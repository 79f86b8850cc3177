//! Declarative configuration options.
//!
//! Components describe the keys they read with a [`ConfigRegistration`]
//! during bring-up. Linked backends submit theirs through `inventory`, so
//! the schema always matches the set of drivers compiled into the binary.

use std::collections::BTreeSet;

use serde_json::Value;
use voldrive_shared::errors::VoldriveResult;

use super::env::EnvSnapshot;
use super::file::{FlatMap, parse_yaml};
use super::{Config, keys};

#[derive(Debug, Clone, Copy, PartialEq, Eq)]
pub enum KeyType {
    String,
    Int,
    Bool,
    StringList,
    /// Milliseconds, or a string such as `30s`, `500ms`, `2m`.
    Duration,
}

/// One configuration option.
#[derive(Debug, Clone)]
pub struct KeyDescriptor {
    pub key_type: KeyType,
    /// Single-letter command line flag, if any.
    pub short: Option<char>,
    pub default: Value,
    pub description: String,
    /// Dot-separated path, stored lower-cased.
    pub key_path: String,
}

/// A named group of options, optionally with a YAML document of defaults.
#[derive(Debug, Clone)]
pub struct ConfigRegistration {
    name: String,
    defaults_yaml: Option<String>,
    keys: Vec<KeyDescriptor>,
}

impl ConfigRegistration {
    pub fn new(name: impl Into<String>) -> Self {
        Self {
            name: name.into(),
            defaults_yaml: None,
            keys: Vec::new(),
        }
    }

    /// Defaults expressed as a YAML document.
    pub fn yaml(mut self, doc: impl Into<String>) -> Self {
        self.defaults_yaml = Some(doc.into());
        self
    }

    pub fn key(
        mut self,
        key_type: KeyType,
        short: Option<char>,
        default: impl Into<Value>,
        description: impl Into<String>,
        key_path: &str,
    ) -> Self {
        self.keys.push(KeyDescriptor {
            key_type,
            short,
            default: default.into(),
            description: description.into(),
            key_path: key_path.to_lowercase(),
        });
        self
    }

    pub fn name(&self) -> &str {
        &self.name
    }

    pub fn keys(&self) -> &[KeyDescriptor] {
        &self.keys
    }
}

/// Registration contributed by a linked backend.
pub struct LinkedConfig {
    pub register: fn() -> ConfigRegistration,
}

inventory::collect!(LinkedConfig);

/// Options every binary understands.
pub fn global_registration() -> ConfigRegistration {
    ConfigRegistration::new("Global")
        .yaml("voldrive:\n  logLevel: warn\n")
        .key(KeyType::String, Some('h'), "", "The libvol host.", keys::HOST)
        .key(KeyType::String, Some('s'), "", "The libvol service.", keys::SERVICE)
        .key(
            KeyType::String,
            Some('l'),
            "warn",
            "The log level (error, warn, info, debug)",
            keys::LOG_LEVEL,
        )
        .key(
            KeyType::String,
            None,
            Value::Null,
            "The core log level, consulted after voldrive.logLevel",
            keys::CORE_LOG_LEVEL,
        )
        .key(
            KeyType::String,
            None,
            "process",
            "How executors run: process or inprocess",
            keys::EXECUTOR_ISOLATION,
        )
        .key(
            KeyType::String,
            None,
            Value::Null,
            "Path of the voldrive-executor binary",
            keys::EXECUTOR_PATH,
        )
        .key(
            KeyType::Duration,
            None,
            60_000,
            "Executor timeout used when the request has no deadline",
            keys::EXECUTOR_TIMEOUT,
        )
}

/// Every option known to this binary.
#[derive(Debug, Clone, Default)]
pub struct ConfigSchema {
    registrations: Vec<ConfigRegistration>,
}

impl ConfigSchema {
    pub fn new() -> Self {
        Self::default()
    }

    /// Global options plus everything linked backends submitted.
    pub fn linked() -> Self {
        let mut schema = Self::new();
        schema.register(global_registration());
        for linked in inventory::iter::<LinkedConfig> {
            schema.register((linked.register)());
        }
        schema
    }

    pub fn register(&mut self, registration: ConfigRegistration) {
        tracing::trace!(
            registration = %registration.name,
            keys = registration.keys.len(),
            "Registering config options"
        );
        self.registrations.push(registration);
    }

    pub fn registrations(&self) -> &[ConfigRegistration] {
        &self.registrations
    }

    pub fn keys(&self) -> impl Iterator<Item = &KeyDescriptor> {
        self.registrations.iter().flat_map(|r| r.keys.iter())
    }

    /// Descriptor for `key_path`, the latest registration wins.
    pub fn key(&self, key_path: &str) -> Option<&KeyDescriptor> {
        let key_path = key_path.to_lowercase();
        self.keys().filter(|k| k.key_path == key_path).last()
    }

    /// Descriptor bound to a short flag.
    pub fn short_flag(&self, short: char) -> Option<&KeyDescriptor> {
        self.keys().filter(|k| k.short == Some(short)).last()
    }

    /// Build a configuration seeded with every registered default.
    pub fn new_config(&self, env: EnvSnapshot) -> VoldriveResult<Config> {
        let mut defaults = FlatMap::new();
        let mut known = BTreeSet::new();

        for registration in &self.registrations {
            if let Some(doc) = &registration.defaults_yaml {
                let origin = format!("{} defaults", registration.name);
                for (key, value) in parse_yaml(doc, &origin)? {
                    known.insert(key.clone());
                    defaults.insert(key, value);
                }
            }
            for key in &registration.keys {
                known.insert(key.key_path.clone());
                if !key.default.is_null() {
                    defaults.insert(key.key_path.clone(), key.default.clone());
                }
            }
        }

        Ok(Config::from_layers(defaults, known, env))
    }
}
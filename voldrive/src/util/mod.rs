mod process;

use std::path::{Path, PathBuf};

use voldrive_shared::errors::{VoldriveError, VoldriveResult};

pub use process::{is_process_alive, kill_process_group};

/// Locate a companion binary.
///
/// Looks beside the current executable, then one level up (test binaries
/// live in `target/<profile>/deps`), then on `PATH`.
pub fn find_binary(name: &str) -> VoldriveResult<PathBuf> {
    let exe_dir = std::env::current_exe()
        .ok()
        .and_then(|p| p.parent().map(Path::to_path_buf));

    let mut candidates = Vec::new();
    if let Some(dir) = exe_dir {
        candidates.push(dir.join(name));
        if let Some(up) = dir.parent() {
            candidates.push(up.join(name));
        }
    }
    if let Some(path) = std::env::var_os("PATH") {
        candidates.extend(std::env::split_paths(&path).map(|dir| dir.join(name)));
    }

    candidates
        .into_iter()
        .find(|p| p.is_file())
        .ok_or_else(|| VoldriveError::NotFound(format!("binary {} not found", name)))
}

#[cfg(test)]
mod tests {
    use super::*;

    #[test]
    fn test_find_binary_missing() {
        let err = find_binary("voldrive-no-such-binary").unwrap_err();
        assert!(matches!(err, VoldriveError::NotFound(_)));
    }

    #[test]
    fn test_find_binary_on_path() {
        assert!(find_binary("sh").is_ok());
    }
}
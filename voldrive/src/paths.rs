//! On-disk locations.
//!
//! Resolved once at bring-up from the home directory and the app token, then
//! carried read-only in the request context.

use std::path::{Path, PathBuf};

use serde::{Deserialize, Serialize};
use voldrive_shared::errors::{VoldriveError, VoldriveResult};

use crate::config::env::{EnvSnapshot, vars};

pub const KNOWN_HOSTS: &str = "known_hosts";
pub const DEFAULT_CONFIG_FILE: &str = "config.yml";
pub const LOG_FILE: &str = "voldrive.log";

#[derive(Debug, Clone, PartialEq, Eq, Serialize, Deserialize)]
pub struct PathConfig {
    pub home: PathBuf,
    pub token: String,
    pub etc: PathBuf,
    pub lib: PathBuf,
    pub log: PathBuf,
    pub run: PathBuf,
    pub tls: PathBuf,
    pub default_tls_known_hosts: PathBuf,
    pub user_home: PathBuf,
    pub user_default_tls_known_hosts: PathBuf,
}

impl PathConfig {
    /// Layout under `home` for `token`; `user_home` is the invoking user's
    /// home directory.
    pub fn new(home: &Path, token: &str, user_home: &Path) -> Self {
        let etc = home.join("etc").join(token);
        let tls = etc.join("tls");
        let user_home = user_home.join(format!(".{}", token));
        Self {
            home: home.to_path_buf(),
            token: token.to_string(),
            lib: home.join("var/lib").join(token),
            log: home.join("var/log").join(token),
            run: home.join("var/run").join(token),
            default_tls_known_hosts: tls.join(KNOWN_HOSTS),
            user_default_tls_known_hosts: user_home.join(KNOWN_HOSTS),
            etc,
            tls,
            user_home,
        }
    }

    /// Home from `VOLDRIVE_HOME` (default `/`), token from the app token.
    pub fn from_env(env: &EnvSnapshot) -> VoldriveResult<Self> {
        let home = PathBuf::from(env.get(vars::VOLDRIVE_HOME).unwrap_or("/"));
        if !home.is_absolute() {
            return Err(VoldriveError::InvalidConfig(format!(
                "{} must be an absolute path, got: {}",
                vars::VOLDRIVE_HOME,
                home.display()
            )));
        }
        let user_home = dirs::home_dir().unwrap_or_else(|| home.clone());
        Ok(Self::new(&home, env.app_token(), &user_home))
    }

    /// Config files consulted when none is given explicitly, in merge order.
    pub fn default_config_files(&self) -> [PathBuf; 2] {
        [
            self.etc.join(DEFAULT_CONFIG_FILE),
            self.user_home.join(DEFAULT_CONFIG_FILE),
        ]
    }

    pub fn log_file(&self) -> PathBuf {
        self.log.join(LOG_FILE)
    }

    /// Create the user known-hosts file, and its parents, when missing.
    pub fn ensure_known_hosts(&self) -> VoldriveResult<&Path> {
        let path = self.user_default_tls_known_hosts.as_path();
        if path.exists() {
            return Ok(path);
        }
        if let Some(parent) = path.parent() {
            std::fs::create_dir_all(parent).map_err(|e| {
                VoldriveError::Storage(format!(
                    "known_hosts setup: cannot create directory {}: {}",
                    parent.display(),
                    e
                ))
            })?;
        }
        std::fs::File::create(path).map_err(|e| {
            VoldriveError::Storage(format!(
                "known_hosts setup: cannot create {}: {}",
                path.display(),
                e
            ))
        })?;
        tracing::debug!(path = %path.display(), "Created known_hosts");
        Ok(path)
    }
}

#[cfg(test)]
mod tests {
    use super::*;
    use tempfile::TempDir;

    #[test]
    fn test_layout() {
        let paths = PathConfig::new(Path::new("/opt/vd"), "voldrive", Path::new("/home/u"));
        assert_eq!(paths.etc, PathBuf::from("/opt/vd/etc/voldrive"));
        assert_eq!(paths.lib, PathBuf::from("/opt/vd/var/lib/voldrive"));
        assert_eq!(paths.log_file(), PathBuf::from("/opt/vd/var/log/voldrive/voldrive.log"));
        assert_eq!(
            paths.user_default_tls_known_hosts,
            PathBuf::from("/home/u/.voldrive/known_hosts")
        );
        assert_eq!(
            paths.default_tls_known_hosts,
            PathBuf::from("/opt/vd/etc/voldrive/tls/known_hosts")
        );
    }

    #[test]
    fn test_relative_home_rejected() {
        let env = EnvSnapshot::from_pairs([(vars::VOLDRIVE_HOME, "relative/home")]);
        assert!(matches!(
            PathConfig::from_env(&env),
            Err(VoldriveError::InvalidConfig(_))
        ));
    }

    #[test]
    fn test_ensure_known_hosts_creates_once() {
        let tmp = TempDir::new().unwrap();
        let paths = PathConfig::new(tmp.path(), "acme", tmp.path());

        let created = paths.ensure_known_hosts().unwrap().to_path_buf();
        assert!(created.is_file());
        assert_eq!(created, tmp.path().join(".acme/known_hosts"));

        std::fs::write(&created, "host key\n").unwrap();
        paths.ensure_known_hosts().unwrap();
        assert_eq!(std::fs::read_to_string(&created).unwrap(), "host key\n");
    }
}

========================================

What to do: Would you show all lines of the material above that contain the word "directory"?

Answer to this problem:
//! Resolved once at bring-up from the home directory and the app token, then
    /// home directory.
                    "known_hosts setup: cannot create directory {}: {}",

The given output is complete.